Wednesday, August 8, 2007

(Not So) Sweet November

Finally, November 2006 brings news from CIC. I have been sitting on pins and needles since February waiting on this gift from God, this Canadian immigration process, this elusive ideal.

I go down the hall to the area by the front door of the apartment where the Canada Post employee stops for a few minutes each day and brings to me tidings from the outside world. I receive mostly flyers from Shopper's Drug and Zeller's with their sale notices. I get bank statements and I get many items that have my address but are not for me; perhaps they were prior residents. I thoughtfully balance these articles on top of a little ledge above the row of stainless steel mailboxes so the postman can take them and try to find their rightful owners the following day.

On this special day in November 2006, I receive a white, business size envelope, from Citizenship & Immigration Canada. I am so excited! This must be it, I think to myself. I do not even wait to return to my apartment to read it. I rip open the envelope there in the building foyer and I read it. Below my name and address and a reference line for my file number, the letter says:

Your file has been transferred to: CIC Etobicoke Office
5343 Dundas Street West
Etobicoke ON M9B 6K5

The office may contact you.

That's it. I check the envelope again. It's empty. I am stunned. I read this letter, all one line of it 14 times. I don't know what to think.

I make it back to my apartment and immediately begin to call the CIC Call Center. I do not know what this letter means. I need someone to decipher this code for me. I seem to have misplaced my decoder ring somewhere. I get through to a live paper worshiping CIC agent the following day. He states that a 'determination could not be made' and thus, the file was transferred to the local office. The local office will pick up on the processing of the file. "How much longer do I have to wait?" I cry. The agent advises that this particular local office back log is currently 9 months. I have a thousand questions running around my brain but I just can't seem to utter a coherent sentence at that moment so I just hang up.
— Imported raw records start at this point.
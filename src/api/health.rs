// SPDX-License-Identifier: AGPL-3.0-or-later
//
// Copyright (C) 2026 Relational Network

use axum::{extract::State, Json};
use serde::Serialize;

use crate::state::AppState;
use crate::token::TokenType;

/// Liveness response.
#[derive(Debug, Serialize)]
pub struct HealthResponse {
    pub status: String,
    /// Token type issued by default.
    pub token_type: TokenType,
}

/// Liveness probe handler.
///
/// Always returns 200 if the process is running.
pub async fn liveness(State(state): State<AppState>) -> Json<HealthResponse> {
    Json(HealthResponse {
        status: "ok".to_string(),
        token_type: state.engine.selected(),
    })
}
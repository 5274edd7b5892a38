// SPDX-License-Identifier: AGPL-3.0-or-later
//
// Copyright (C) 2026 Relational Network

//! # Authentication Module
//!
//! Stateless authentication on top of the token engine.
//!
//! ## Auth Flow
//!
//! 1. Client posts credentials to `/auth/login`
//! 2. `Authenticator::attempt` validates them and issues a token whose `sub`
//!    is the identity id
//! 3. Client sends `Authorization: Bearer <token>`
//! 4. `Authenticator::check`:
//!    - verifies (or decrypts) the token
//!    - validates issuer, time and audience claims
//!    - resolves `sub` → identity through the `IdentityStore`
//!
//! ## Security
//!
//! - Passwords are zeroed as soon as validation finishes
//! - Structural and cryptographic failures are reported only as "invalid token"
//! - Every check is recorded to the audit sink with client IP and user agent

pub mod authenticator;
pub mod credentials;
pub mod error;
pub mod extractor;
pub mod identity;
pub mod result;

pub use authenticator::{bearer_token, Authenticator, RequestContext};
pub use credentials::{
    CredentialFailure, CredentialValidator, Credentials, PasswordHasher, StoreCredentialValidator,
    UnixCryptHasher,
};
pub use error::AuthError;
pub use extractor::{Auth, OptionalAuth};
pub use identity::{Identity, IdentityStore, InMemoryIdentityStore, StoreError};
pub use result::{AuthInfo, AuthResult};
9 months rings through my head for days. That is July 2007. What am I supposed to do until then? Where does my life go during this process? I don't understand why this is happening. I pull out my copies of my application and I read through it over and over. I have no criminal record, the FBI verifies that. All the supporting information they asked for is there. I have birth certificates, divorce decrees, copies of bank statements, 8x10 color glossies with circles and arrows and a paragraph on the back of each one describing each picture; the list is endless. My brain does nothing but guess at what the problem is.